Asian Edamame Salad (Printable)

Protein-packed edamame with a sesame ginger dressing and crunchy toasted seeds in a fresh salad.

# What You Need:

→ Salad

01 - 2 cups shelled edamame (fresh or frozen)
02 - 1/2 cup shredded carrots
03 - 1/2 cup red bell pepper, thinly sliced
04 - 2 green onions, thinly sliced
05 - 2 tablespoons toasted sesame seeds
06 - 1 tablespoon chopped fresh cilantro (optional)

→ Sesame Ginger Dressing

07 - 2 tablespoons low-sodium soy sauce or tamari (for gluten-free)
08 - 1 tablespoon rice vinegar
09 - 1 tablespoon toasted sesame oil
10 - 1 tablespoon maple syrup or honey
11 - 1 teaspoon freshly grated ginger
12 - 1 small garlic clove, minced
13 - 1 teaspoon lime juice
14 - 1/4 teaspoon chili flakes (optional)

# How to Make It:

01 - Bring a medium pot of water to a boil. Add edamame and cook for 3 to 4 minutes until bright green and tender. Drain and rinse under cold water to stop cooking.
02 - In a dry skillet over medium heat, toast sesame seeds for 1 to 2 minutes until golden and fragrant. Set aside.
03 - In a small bowl, whisk together soy sauce, rice vinegar, sesame oil, maple syrup or honey, grated ginger, minced garlic, lime juice, and chili flakes until combined.
04 - In a large bowl, combine cooked edamame, shredded carrots, red bell pepper, and green onions.
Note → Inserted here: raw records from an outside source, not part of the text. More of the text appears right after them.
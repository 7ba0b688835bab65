//! Scriptable subscriber that buffers what a publisher emits.

use std::{
    sync::{
        Arc,
        atomic::{AtomicU64, Ordering},
    },
    time::Duration,
};

use flowcheck_proto::{MAX_DEMAND, SignalError, Subscriber, Subscription};

use crate::{
    Element,
    env::{TestEnvironment, check_error_message},
    error::Failure,
    signal::{ConcurrentAccessBarrier, Signal},
    sync::{Delivery, Promise, Receptacle},
};

#[derive(Debug, Clone, Copy, PartialEq, Eq)]
enum Mode {
    /// Buffer every payload.
    Buffered,
    /// Count payloads and drop them.
    Blackhole,
}

/// Correct reference subscriber.
///
/// Every callback checks protocol order (`on_subscribe` first, exactly once)
/// and records violations instead of panicking, so the publisher's thread is
/// never disrupted. Payloads and the completion marker go into a
/// [`Receptacle`] that the scenario drains with deadlines.
///
/// Variants:
/// - [`ManualSubscriber::new`]: an unexpected `on_error` is recorded with its
///   cause, to be matched later by [`ManualSubscriber::expect_error`].
/// - [`ManualSubscriber::with_error_collection`]: `on_error` fills a promise
///   instead, for scenarios where the error is the expected outcome.
/// - [`ManualSubscriber::blackhole`]: payloads are only counted.
pub struct ManualSubscriber<T> {
    env: Arc<TestEnvironment>,
    mode: Mode,
    received: Receptacle<T>,
    discarded: AtomicU64,
    subscription: Promise<Arc<dyn Subscription>>,
    error: Option<Promise<SignalError>>,
    barrier: ConcurrentAccessBarrier,
}

impl<T: Element> ManualSubscriber<T> {
    fn build(env: Arc<TestEnvironment>, mode: Mode, collect_errors: bool) -> Arc<Self> {
        Arc::new(Self {
            mode,
            received: Receptacle::new(Arc::clone(&env)),
            discarded: AtomicU64::new(0),
            subscription: Promise::new(Arc::clone(&env)),
            error: collect_errors.then(|| Promise::new(Arc::clone(&env))),
            barrier: ConcurrentAccessBarrier::new(Arc::clone(&env)),
            env,
        })
    }

    /// Buffering subscriber that records an unexpected `on_error` as a
    /// failure.
    pub fn new(env: Arc<TestEnvironment>) -> Arc<Self> {
        Self::build(env, Mode::Buffered, false)
    }

    /// Buffering subscriber that keeps the first `on_error` for inspection.
    pub fn with_error_collection(env: Arc<TestEnvironment>) -> Arc<Self> {
        Self::build(env, Mode::Buffered, true)
    }

    /// Subscriber that drains elements without buffering them.
    pub fn blackhole(env: Arc<TestEnvironment>) -> Arc<Self> {
        Self::build(env, Mode::Blackhole, false)
    }

    /// Returns true once `on_subscribe` arrived.
    pub fn is_subscribed(&self) -> bool {
        self.subscription.is_completed()
    }

    /// The subscription, if `on_subscribe` arrived and it was not released.
    pub fn subscription(&self) -> Option<Arc<dyn Subscription>> {
        self.subscription.try_value()
    }

    /// Wait up to `timeout` for `on_subscribe`.
    pub fn expect_subscription_within(
        &self,
        timeout: Duration,
        message: &str,
    ) -> Result<Arc<dyn Subscription>, Failure> {
        self.subscription.expect_completion_within(timeout, message)
    }

    /// Drop this subscriber's handle on the subscription.
    ///
    /// Breaks the subscriber -> subscription -> subscriber cycle a publisher
    /// typically forms, before checking that the publisher let go.
    pub fn release_subscription(&self) -> Option<Arc<dyn Subscription>> {
        self.subscription.take()
    }

    /// Number of elements a blackhole subscriber dropped.
    pub fn discarded_count(&self) -> u64 {
        self.discarded.load(Ordering::Acquire)
    }

    /// The error collected by [`ManualSubscriber::with_error_collection`].
    pub fn received_error(&self) -> Option<SignalError> {
        self.error.as_ref().and_then(Promise::try_value)
    }

    fn active_subscription(&self, action: &str) -> Result<Arc<dyn Subscription>, Failure> {
        self.subscription.try_value().ok_or_else(|| {
            self.env.flop_and_fail(format!("cannot {action} without an active subscription"))
        })
    }

    /// Signal demand for `n` elements.
    pub fn request(&self, n: i64) -> Result<(), Failure> {
        let subscription = self.active_subscription("request")?;
        self.env.debug(format!("manual subscriber requesting {n}"));
        subscription.request(n);
        Ok(())
    }

    /// Cancel the subscription.
    pub fn cancel(&self) -> Result<(), Failure> {
        let subscription = self.active_subscription("cancel")?;
        self.env.debug("manual subscriber cancelling");
        subscription.cancel();
        Ok(())
    }

    /// Request one element and wait for it.
    pub fn request_next_element(&self) -> Result<T, Failure> {
        self.request(1)?;
        self.next_element()
    }

    /// Request one element and wait for it or for completion (`None`).
    pub fn request_next_element_or_end_of_stream(&self) -> Result<Option<T>, Failure> {
        self.request(1)?;
        self.received.next_or_end_of_stream_within(
            self.env.default_timeout(),
            "did not receive expected stream completion or element",
        )
    }

    /// Request one element and expect completion instead.
    pub fn request_end_of_stream(&self) -> Result<(), Failure> {
        self.request(1)?;
        self.expect_completion()
    }

    /// Request `n` elements at once and wait for all of them.
    pub fn request_next_elements(&self, n: usize) -> Result<Vec<T>, Failure> {
        self.request(i64::try_from(n).unwrap_or(MAX_DEMAND))?;
        self.next_elements(n)
    }

    /// Wait the default timeout for the next element.
    pub fn next_element(&self) -> Result<T, Failure> {
        self.next_element_within(self.env.default_timeout(), "did not receive expected element")
    }

    /// Wait up to `timeout` for the next element.
    pub fn next_element_within(&self, timeout: Duration, message: &str) -> Result<T, Failure> {
        self.received.next_within(timeout, message)
    }

    /// Wait the default timeout for the next element or completion (`None`).
    pub fn next_element_or_end_of_stream(&self) -> Result<Option<T>, Failure> {
        self.received.next_or_end_of_stream_within(
            self.env.default_timeout(),
            "did not receive expected stream completion or element",
        )
    }

    /// Wait the default timeout for `n` elements.
    pub fn next_elements(&self, n: usize) -> Result<Vec<T>, Failure> {
        let timeout = self.env.default_timeout();
        self.next_elements_within(n, timeout, "did not receive expected elements")
    }

    /// Wait up to `timeout` in total for `n` elements.
    pub fn next_elements_within(
        &self,
        n: usize,
        timeout: Duration,
        message: &str,
    ) -> Result<Vec<T>, Failure> {
        self.received.next_n(n, timeout, message)
    }

    /// Take the next entry if one arrives within `window`, recording nothing.
    pub fn try_next_within(&self, window: Duration) -> Option<Delivery<T>> {
        self.received.try_next_within(window)
    }

    /// Wait for the next element and require it to equal `expected`.
    pub fn expect_next(&self, expected: T) -> Result<(), Failure> {
        self.expect_next_within(expected, self.env.default_timeout())
    }

    /// Like [`ManualSubscriber::expect_next`] with an explicit timeout.
    pub fn expect_next_within(&self, expected: T, timeout: Duration) -> Result<(), Failure> {
        let received = self.next_element_within(timeout, "did not receive expected element")?;
        if received == expected {
            Ok(())
        } else {
            Err(self.env.flop_and_fail(format!(
                "expected element {expected:?} on downstream but received {received:?}"
            )))
        }
    }

    /// Wait the default timeout for completion.
    pub fn expect_completion(&self) -> Result<(), Failure> {
        self.expect_completion_within(
            self.env.default_timeout(),
            "did not receive expected stream completion",
        )
    }

    /// Wait up to `timeout` for completion.
    pub fn expect_completion_within(
        &self,
        timeout: Duration,
        message: &str,
    ) -> Result<(), Failure> {
        self.received.expect_completion_within(timeout, message)
    }

    /// Assert that no element or completion arrives within the no-signals
    /// window.
    pub fn expect_none(&self) -> Result<(), Failure> {
        self.expect_none_within(
            self.env.default_no_signals_timeout(),
            "did not expect an element but got element",
        )
    }

    /// Assert that nothing arrives within `window`.
    pub fn expect_none_within(&self, window: Duration, message: &str) -> Result<(), Failure> {
        self.received.expect_none_within(window, message)
    }

    /// Wait the default timeout for an `on_error` of kind `E`.
    pub fn expect_error<E>(&self) -> Result<SignalError, Failure>
    where
        E: std::error::Error + 'static,
    {
        self.expect_error_within::<E>(self.env.default_timeout())
    }

    /// Wait up to `timeout` for an `on_error` of kind `E`.
    ///
    /// With error collection the collected error is checked; otherwise the
    /// environment's failure sink is polled for the recorded cause.
    pub fn expect_error_within<E>(&self, timeout: Duration) -> Result<SignalError, Failure>
    where
        E: std::error::Error + 'static,
    {
        let Some(collected) = &self.error else {
            return self.env.expect_error::<E>(
                timeout,
                self.env.default_poll_interval(),
                "expected on_error",
            );
        };

        let cause = collected.expect_completion_within(timeout, "expected on_error")?;
        if cause.downcast_ref::<E>().is_some() {
            Ok(cause)
        } else {
            Err(self.env.flop_and_fail(format!(
                "expected on_error with an error of kind {} but got [{cause}]",
                std::any::type_name::<E>()
            )))
        }
    }

    /// Like [`ManualSubscriber::expect_error`], additionally requiring the
    /// message to mention one of `required_parts`.
    pub fn expect_error_with_message<E>(
        &self,
        required_parts: &[&str],
    ) -> Result<SignalError, Failure>
    where
        E: std::error::Error + 'static,
    {
        let cause = self.expect_error::<E>()?;
        check_error_message(&self.env, &cause, required_parts)?;
        Ok(cause)
    }

    fn check_subscribed(&self, signal: Signal, detail: &str) -> bool {
        if self.subscription.is_completed() {
            true
        } else {
            self.env.flop(format!(
                "subscriber::{signal}({detail}) called before subscriber::on_subscribe \
                 (rule 1.9)"
            ));
            false
        }
    }
}

impl<T: Element> Subscriber<T> for ManualSubscriber<T> {
    fn on_subscribe(&self, subscription: Arc<dyn Subscription>) {
        self.barrier.enter(Signal::OnSubscribe);
        if self.subscription.is_completed() {
            self.env.flop(
                "subscriber::on_subscribe called on an already-subscribed subscriber (rule 2.5)",
            );
            subscription.cancel();
        } else {
            self.subscription.complete(subscription);
        }
        self.barrier.leave();
    }

    fn on_next(&self, element: T) {
        self.barrier.enter(Signal::OnNext);
        if self.check_subscribed(Signal::OnNext, &format!("{element:?}")) {
            match self.mode {
                Mode::Buffered => self.received.add(element),
                Mode::Blackhole => {
                    self.discarded.fetch_add(1, Ordering::AcqRel);
                },
            }
        }
        self.barrier.leave();
    }

    fn on_error(&self, error: SignalError) {
        self.barrier.enter(Signal::OnError);
        if self.check_subscribed(Signal::OnError, &error.to_string()) {
            match &self.error {
                Some(collected) => collected.complete(error),
                None => self.env.flop_signal(error, "unexpected subscriber::on_error"),
            }
        }
        self.barrier.leave();
    }

    fn on_complete(&self) {
        self.barrier.enter(Signal::OnComplete);
        if self.check_subscribed(Signal::OnComplete, "") {
            self.received.complete();
        }
        self.barrier.leave();
    }
}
Pour dressing over, tossing well to coat evenly.
05 - Sprinkle toasted sesame seeds and fresh cilantro over the salad. Serve immediately or chill for 30 minutes to enhance flavors.

# Expert Advice:

01 -
  • It comes together in 15 minutes but tastes like you spent an hour fussing.
  • Packed with plant-based protein that actually keeps you satisfied, not just full.
  • The sesame ginger dressing is so good you'll want to drizzle it on everything.
  • It's equally wonderful served warm right after cooking or chilled for a refreshing side.
02 -
  • The dressing is only as good as your sesame oil—cheap sesame oil tastes flat and watery, so splurge on a good toasted one.
  • Don't salt the salad until after you've tasted the dressing, since soy sauce is already salty and you can easily overdo it.
  • If you make this ahead, store the dressing separately and dress it right before serving, or the vegetables will get too soft and the sesame seeds will lose their crunch.
03 -
  • Make the dressing a few hours ahead and let the flavors deepen together—it only gets better as it sits.
  • If your ginger is particularly fibrous, grate it finely or mince it small so you don't end up with tough little pieces in the dressing.